A tool’s name is its command path joined with underscores, so a nested command like cow think becomes the tool cow_think. Grouping commands and hidden commands are skipped and never become tools.

Tools can also be included or excluded by tag:

exclude:
  tags:
    - scope:system

This excludes any command that has the scope:system tag.

Global flags

A wrapped binary often has application-level global flags that apply to every subcommand. nats, for example, has --context to select a stored connection profile, alongside sensitive globals such as --user and --password. By default none of these are exposed to the model. global_flags is an allowlist of the globals you want the model to be able to set per command:

global_flags:
  - context

Each named global becomes an argument on every leaf command tool, so the model can run nats stream ls against a chosen context without you hard-wiring one. Names are the long flag name, with or without the leading dashes, and are validated against the binary’s real global flags at load; a name matching none is an error. Hidden and framework flags (like --help) cannot be exposed, and a global that clashes with a command’s own flag or argument is skipped for that command. A global the application marks required is always exposed, whether or not it is listed, since the command cannot run without it.
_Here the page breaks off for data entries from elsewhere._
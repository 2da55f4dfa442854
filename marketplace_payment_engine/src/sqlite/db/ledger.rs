use chrono::Duration;
use log::warn;
use sqlx::SqliteConnection;

use crate::{
    db_types::{EventId, LedgerStatus, ProcessedEvent},
    traits::{ClaimOutcome, StoreError},
};

/// Atomically claim an event id, or detect a duplicate.
///
/// The upsert relies on the UNIQUE constraint on `event_id`: a fresh id inserts a
/// [`LedgerStatus::Claimed`] row; a known id only refreshes the claim when the previous one has
/// lapsed (still claimed after the lease expired, i.e. a worker crashed between claim and
/// commit). In every other case zero rows change and the row's status tells duplicates apart
/// from in-flight claims.
pub async fn try_claim(
    event_id: &EventId,
    lease: Duration,
    conn: &mut SqliteConnection,
) -> Result<ClaimOutcome, StoreError> {
    let lease_secs = lease.num_seconds().max(0);
    let res = sqlx::query(
        r#"
            INSERT INTO processed_events (event_id, status) VALUES ($1, $2)
            ON CONFLICT (event_id) DO UPDATE SET claimed_at = CURRENT_TIMESTAMP
            WHERE processed_events.status = $2
              AND processed_events.claimed_at <= datetime('now', '-' || $3 || ' seconds')
        "#,
    )
    .bind(event_id.as_str())
    .bind(LedgerStatus::Claimed.to_string())
    .bind(lease_secs)
    .execute(&mut *conn)
    .await?;
    if res.rows_affected() > 0 {
        return Ok(ClaimOutcome::Claimed);
    }
    let row = sqlx::query_as::<_, ProcessedEvent>(
        "SELECT id, event_id, status, claimed_at, processed_at FROM processed_events WHERE event_id = $1",
    )
    .bind(event_id.as_str())
    .fetch_optional(conn)
    .await?;
    match row {
        Some(row) if row.status == LedgerStatus::Processed => Ok(ClaimOutcome::AlreadyProcessed),
        Some(_) => Ok(ClaimOutcome::InFlight),
        None => {
            // The conflicting claim was released between our two statements. The provider will
            // redeliver; treat it like an in-flight claim rather than looping here.
            warn!("🗃️ Ledger row for event {event_id} vanished mid-claim. Deferring to redelivery.");
            Ok(ClaimOutcome::InFlight)
        },
    }
}

pub async fn commit(event_id: &EventId, conn: &mut SqliteConnection) -> Result<(), StoreError> {
    let res = sqlx::query(
        r#"
            UPDATE processed_events
            SET status = $2, processed_at = CURRENT_TIMESTAMP
            WHERE event_id = $1 AND status = $3
        "#,
    )
    .bind(event_id.as_str())
    .bind(LedgerStatus::Processed.to_string())
    .bind(LedgerStatus::Claimed.to_string())
    .execute(conn)
    .await?;
    if res.rows_affected() == 0 {
        warn!("🗃️ Commit for event {event_id} found no live claim. The lease may have expired mid-processing.");
    }
    Ok(())
}

pub async fn release(event_id: &EventId, conn: &mut SqliteConnection) -> Result<(), StoreError> {
    sqlx::query("DELETE FROM processed_events WHERE event_id = $1 AND status = $2")
        .bind(event_id.as_str())
        .bind(LedgerStatus::Claimed.to_string())
        .execute(conn)
        .await?;
    Ok(())
}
Run fisk-ai info to see which globals a binary exposes; it lists the application’s global flags and marks the ones you have allowlisted.
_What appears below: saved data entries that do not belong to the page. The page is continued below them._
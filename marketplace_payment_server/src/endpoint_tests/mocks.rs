use chrono::{DateTime, Duration, Utc};
use marketplace_payment_engine::{
    db_types::{
        Company,
        EventId,
        Listing,
        ListingStatus,
        Message,
        RequestStatus,
        RequestWithRelations,
        SubscriptionStatus,
        SubscriptionTier,
        SubscriptionUpdate,
    },
    ClaimOutcome,
    EventLedger,
    MarketplaceStore,
    StoreError,
};
use mockall::mock;

mock! {
    pub Backend {}
    impl MarketplaceStore for Backend {
        async fn fetch_company(&self, id: i64) -> Result<Option<Company>, StoreError>;
        async fn fetch_company_by_subscription_ref(&self, subscription_ref: &str) -> Result<Option<Company>, StoreError>;
        async fn update_company_subscription(&self, company_id: i64, update: SubscriptionUpdate, event_at: DateTime<Utc>) -> Result<bool, StoreError>;
        async fn fetch_request_with_relations(&self, request_id: i64) -> Result<Option<RequestWithRelations>, StoreError>;
        async fn update_request_status(&self, request_id: i64, from: RequestStatus, to: RequestStatus) -> Result<bool, StoreError>;
        async fn fetch_listing(&self, id: i64) -> Result<Option<Listing>, StoreError>;
        async fn update_listing_status(&self, listing_id: i64, from: ListingStatus, to: ListingStatus) -> Result<bool, StoreError>;
        async fn append_system_message(&self, conversation_id: i64, content: &str) -> Result<Message, StoreError>;
        async fn fetch_messages(&self, conversation_id: i64) -> Result<Vec<Message>, StoreError>;
        async fn decrement_founding_deals(&self, company_id: i64) -> Result<bool, StoreError>;
    }
    impl EventLedger for Backend {
        async fn try_claim(&self, event_id: &EventId, lease: Duration) -> Result<ClaimOutcome, StoreError>;
        async fn commit(&self, event_id: &EventId) -> Result<(), StoreError>;
        async fn release(&self, event_id: &EventId) -> Result<(), StoreError>;
    }
}

pub fn test_company(id: i64) -> Company {
    Company {
        id,
        name: "Test Co".to_string(),
        contact_name: None,
        contact_email: None,
        contact_phone: None,
        subscription_status: SubscriptionStatus::Free,
        subscription_tier: SubscriptionTier::Free,
        external_customer_ref: None,
        external_subscription_ref: None,
        subscription_ends_at: None,
        subscription_event_at: None,
        is_founding_member: false,
        founding_deals_remaining: 0,
        created_at: Utc::now(),
        updated_at: Utc::now(),
    }
}
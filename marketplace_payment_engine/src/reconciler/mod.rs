//! The reconciliation engine: the single entry point that turns verified provider events into
//! idempotent marketplace state transitions.

mod api;
mod errors;

pub use api::{EventOutcome, ReconcilerApi};
pub use errors::ReconciliationError;
use actix_web::{
    error::ResponseError,
    http::{header::ContentType, StatusCode},
    HttpResponse,
};
use thiserror::Error;

#[derive(Debug, Error)]
pub enum ServerError {
    #[error("Could not initialize server. {0}")]
    InitializeError(String),
    #[error("An error occurred on the backend of the server. {0}")]
    BackendError(String),
    #[error("Missing required header: {0}")]
    MissingHeader(&'static str),
    #[error("Webhook verification failed. {0}")]
    VerificationFailed(String),
    #[error("An I/O error happened in the server. {0}")]
    IOError(#[from] std::io::Error),
    #[error("UnspecifiedError. {0}")]
    Unspecified(String),
}

impl ResponseError for ServerError {
    fn status_code(&self) -> StatusCode {
        match self {
            Self::MissingHeader(_) => StatusCode::BAD_REQUEST,
            Self::VerificationFailed(_) => StatusCode::BAD_REQUEST,
            Self::InitializeError(_) => StatusCode::INTERNAL_SERVER_ERROR,
            Self::BackendError(_) => StatusCode::INTERNAL_SERVER_ERROR,
            Self::IOError(_) => StatusCode::INTERNAL_SERVER_ERROR,
            Self::Unspecified(_) => StatusCode::INTERNAL_SERVER_ERROR,
        }
    }

    fn error_response(&self) -> HttpResponse {
        HttpResponse::build(self.status_code())
            .insert_header(ContentType::json())
            .body(serde_json::json!({ "error": self.to_string() }).to_string())
    }
}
Session snapshots and resumption

Creating a snapshot

By default a run is ephemeral: its conversation lives only in memory and is lost when the process exits. --checkpoint instead journals the run to a session on disk so it can be suspended and resumed later, in a fresh process or on another machine. Sessions are the foundation for longer-running work where the agent may need to pause, for example while a slow external step completes.

Start a checkpointed run. fisk-ai prints the session id at startup; it is generated unless --name sets it:

$ fisk-ai run --checkpoint "report on the ORDERS stream"
$ fisk-ai run --checkpoint --name orders-report "report on the ORDERS stream"

Resume a session by id. No prompt is given, since the original prompt is restored from the session; passing one is an error:

$ fisk-ai run --resume orders-report

On resume fisk-ai replays the conversation so far to stderr, so the run continues in context rather than from a blank screen, then carries on from where it left off.

Chat sessions

--chat and --checkpoint combine into a durable, resumable conversation.

Each follow-up is journaled, so the whole conversation survives a suspend or a crash. Leaving the input bar with Ctrl-D suspends the session rather than ending it (the status bar reads ctrl-d suspend): it stays resumable, and fisk-ai prints how to resume it on exit. Ctrl-C aborts; the journal is kept, so an aborted chat is still resumable from its last completed turn.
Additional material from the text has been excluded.